Theater review by Adam Feldman 

Bruce Norris’s Downstate is hard to write about for the same reason it needs to be seen: It gives voice to the unspeakable. The play is set at a shabby group residence in southern Illinois for sex offenders who have been released from prison. All four of the men who live there were convicted of abusing minors, and although the particulars are different, their guilt is not in question. The question is: What happens now? Having done their time, they’re stuck in the period at the end of their sentences, or in a series of periods—an ellipsis that trails off to nowhere. Can any amount of punishment, in the eyes of the culture, be equal to their crimes? Is it possible to see them as anything but monsters?

These are questions that seldom get a hearing in public discourse, where there is little reward for getting near them. The motives for this aversion are diverse. Often it is rooted in empathy: Any concern about the lives of abusers may appear to devalue the suffering of their victims. Sometimes it is more cynical, as in recent political messaging about the dangers of LGBT “groomers.” In this context, it is difficult to even talk about what Downstate is doing without adding fuel to the pyre. (Senator Ted Cruz cited a positive review of the play in the Washington Post as proof that “the corporate media is praising pedophilia.”) That is why Norris’s play seems so necessary. It uses the tools of theater—imagination, nuance, empathy, irony—to make space for a conversation that seems hardly possible anywhere else.

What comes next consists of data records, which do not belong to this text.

//! Deployment configuration.
//!
//! Gathered once (interactively, from a JSON file, or from a previous run's
//! state file) and immutable for the rest of the run.

use anyhow::{Context, Result};
use serde::{Deserialize, Serialize};
use std::fs;
use std::path::Path;

use crate::validation::{
    validate_hostname, validate_keymap, validate_timezone, validate_username, validate_volume_name,
    ValidationError,
};

/// Installation configuration that can be saved/loaded
#[derive(Debug, Clone, PartialEq, Eq, Serialize, Deserialize)]
#[serde(default)]
pub struct DeploymentConfig {
    // Identity
    pub hostname: String,
    pub username: String,
    pub user_shell: String,

    // Locale & Time
    pub timezone: String,
    pub locale: String,
    pub keymap: String,

    // Encrypted volumes
    pub root_mapper: String,
    pub home_mapper: String,

    // Btrfs
    pub snapshot_retention: u32,
    pub log_subvolume: bool,

    // Disk
    pub set_partition_types: bool,

    // Packages
    pub extra_packages: Vec<String>,

    // Feature flags
    pub enable_tpm2: bool,
    pub enable_apparmor: bool,
    pub enable_firewall: bool,
}

impl Default for DeploymentConfig {
    fn default() -> Self {
        Self {
            hostname: "archlinux".to_string(),
            username: "user".to_string(),
            user_shell: "/bin/bash".to_string(),
            timezone: "UTC".to_string(),
            locale: "en_US.UTF-8".to_string(),
            keymap: "us".to_string(),
            root_mapper: "cryptroot".to_string(),
            home_mapper: "crypthome".to_string(),
            snapshot_retention: 8,
            log_subvolume: true,
            set_partition_types: true,
            extra_packages: Vec::new(),
            enable_tpm2: false,
            enable_apparmor: true,
            enable_firewall: true,
        }
    }
}

/// Feature-flag overrides from the command line.
#[derive(Debug, Clone, Copy, Default, PartialEq, Eq)]
pub struct FeatureOverrides {
    pub enable_tpm2: bool,
    pub disable_apparmor: bool,
    pub disable_firewall: bool,
}

impl DeploymentConfig {
    /// Save configuration to a JSON file
    pub fn save_to_file<P: AsRef<Path>>(&self, path: P) -> Result<()> {
        let json = serde_json::to_string_pretty(self)
            .context("Failed to serialize configuration to JSON")?;
        fs::write(&path, json)
            .with_context(|| format!("Failed to write configuration to {:?}", path.as_ref()))?;
        Ok(())
    }

    /// Load and validate configuration from a JSON file
    pub fn load_from_file<P: AsRef<Path>>(path: P) -> Result<Self> {
        let content = fs::read_to_string(&path)
            .with_context(|| format!("Failed to read configuration from {:?}", path.as_ref()))?;
        let config: Self =
            serde_json::from_str(&content).context("Failed to parse configuration JSON")?;
        config
            .validate()
            .with_context(|| format!("Invalid configuration in {:?}", path.as_ref()))?;
        Ok(config)
    }

    /// Validate every field an operator could have typed.
    pub fn validate(&self) -> Result<(), ValidationError> {
        validate_hostname(&self.hostname)?;
        validate_username(&self.username)?;
        validate_volume_name(&self.root_mapper)?;
        validate_volume_name(&self.home_mapper)?;
        if self.root_mapper == self.home_mapper {
            return Err(ValidationError::InvalidCharacters {
                field: "Home volume name",
                value: self.home_mapper.clone(),
                allowed: "a name different from the root volume",
            });
        }
        validate_timezone(&self.timezone)?;
        validate_keymap(&self.keymap)?;
        if !self.user_shell.starts_with('/') {
            return Err(ValidationError::InvalidCharacters {
                field: "Shell",
                value: self.user_shell.clone(),
                allowed: "an absolute path",
            });
        }
        if self.snapshot_retention == 0 {
            return Err(ValidationError::Empty {
                field: "Snapshot retention",
            });
        }
        Ok(())
    }

    /// Apply `--enable-tpm2`, `--disable-apparmor`, `--disable-firewall`.
    pub fn apply_overrides(&mut self, overrides: FeatureOverrides) {
        if overrides.enable_tpm2 {
            self.enable_tpm2 = true;
        }
        if overrides.disable_apparmor {
            self.enable_apparmor = false;
        }
        if overrides.disable_firewall {
            self.enable_firewall = false;
        }
    }

    /// Human-readable summary shown before confirmation and at the end.
    pub fn summary_lines(&self) -> Vec<String> {
        let on_off = |b: bool| if b { "enabled" } else { "disabled" };
        vec![
            format!("Hostname:           {}", self.hostname),
            format!("Username:           {} ({})", self.username, self.user_shell),
            format!("Timezone:           {}", self.timezone),
            format!("Locale / keymap:    {} / {}", self.locale, self.keymap),
            format!("Root volume:        /dev/mapper/{}", self.root_mapper),
            format!("Home volume:        /dev/mapper/{}", self.home_mapper),
            format!("Snapshot retention: {}", self.snapshot_retention),
            format!("TPM2 enrollment:    {}", on_off(self.enable_tpm2)),
            format!("AppArmor:           {}", on_off(self.enable_apparmor)),
            format!("Firewall:           {}", on_off(self.enable_firewall)),
        ]
    }
}
//! Routing of records between the general and errors log files.

mod common;

use std::fs;

use arch_secure_deploy::command::CommandSpec;
use arch_secure_deploy::executor::{execute, Criticality};
use arch_secure_deploy::logging::{open_log_files, subscriber};
use arch_secure_deploy::success;
use tracing_subscriber::EnvFilter;

use common::Recorder;

#[test]
fn errors_log_only_receives_errors() {
    let dir = tempfile::tempdir().unwrap();
    let (paths, general, errors, fallback) = open_log_files(dir.path(), "routing").unwrap();
    assert!(fallback.is_none());

    let recorder = Recorder::new().failing("mkfs.btrfs", 42);
    let sub = subscriber(std::io::sink, EnvFilter::new("info"), false, general, errors);

    let result = tracing::subscriber::with_default(sub, || {
        tracing::info!("Starting routing check");
        success!("Partition table written");
        tracing::debug!("lsblk output parsed");
        execute(
            &recorder,
            &CommandSpec::new("mkfs.btrfs").args(["-f", "/dev/mapper/cryptroot"]),
            "Format root filesystem",
            Criticality::Critical,
        )
    });
    assert!(result.is_err());

    let general = fs::read_to_string(&paths.general).unwrap();
    assert!(general.contains("[INFO] Starting routing check"));
    assert!(general.contains("[SUCCESS] Partition table written"));
    assert!(general.contains("[DEBUG] lsblk output parsed"));
    assert!(general.contains("[ERROR] Format root filesystem failed (exit code 42)"));

    let errors = fs::read_to_string(&paths.errors).unwrap();
    let lines: Vec<&str> = errors.lines().collect();
    assert_eq!(lines.len(), 1, "{}", errors);
    assert!(lines[0].contains("[ERROR] Format root filesystem failed (exit code 42)"));
    assert!(!errors.contains("[INFO]"));
    assert!(!errors.contains("[SUCCESS]"));
}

Pam McKinnon’s needle-sharp, beautifully acted production premiered at Chicago’s Steppenwolf in 2018 and is now at Playwrights Horizons, with the same four actors playing the offenders, who vary in history and temperament. Francis Guinan is the soul of gentleness as the elderly, wheelchair-bound Fred, who molested at least two of his young piano students; K. Todd Freeman is Dee, a headstrong gay dancer who shows no remorse for what he views as a star-crossed romance with a teenage castmate. Eddie Torres is the desperate Felix, who can’t stay away from the victim he is barred from contacting, and Glenn Davis is the ambitious Gio, who holds the others in contempt. (His crime, he insists, was only statutory: “Any heterosexual man alive tells you he’s not attracted to adolescent girls? That man’s not being truthful, alright?”)

Downstate | Photograph: Joan Marcus

Downstate unfolds on a single day, when the visitors to the ruins of these men’s lives include their hard-nosed probation officer (Susanna Guzmán), Gio’s Staples coworker (Gabi Samels) and a couple from out of town: Andy (Tim Hopper) and his wife, Em (Sally Murphy). Andy has come with a prepared statement—the product of long therapy, patently encouraged by the righteous Em—to deliver to Fred, whose abuse he blames for his chronic depression and anxiety. “I began to accept that we can never truly escape the past, and that evil exists in the world,” he says. “And for me, at this moment, one part of that acceptance, is to look you in the eye today, and tell you to your face that you are a fundamentally evil person.” To this accusation, the unflappably kindly Fred is moved to reply: “Are you sure you don’t want some coffee?”

Norris takes his comedy black, as he has shown in such previous plays as Clybourne Park and The Low Road, and here it is often scalding. His aim is wide: He lays bare the blind spots and self-deceptions of the house residents even he also pokes at the penal system and, most provocatively, at the rage that can bubble just beneath a set of liberal pieties. Ted Cruz’s theatrics notwithstanding, Downstate is in no way a paean to pedophilia, but it prompts us to examine our vengeance, and that’s a lot to ask. (On the night I saw it, at least four people walked out in the first act.) It is touching in ways that make us uncomfortable to be touched—and that, in the theater, is a shattering gift. Brace yourself, and see it.

Downstate. Playwrights Horizons (Off Broadway). By Bruce Norris. Directed by Pam MacKinnon. With Francis Guinan, K. Todd Freeman, Glenn Davis, Eddie Torres, Susanna Guzmán, Tim Hopper, Sally Murphy, Gabi Samels. Running time: 2hrs 20mins. One intermission. [Note: The role of Andy is now played by Brian Hutchison.]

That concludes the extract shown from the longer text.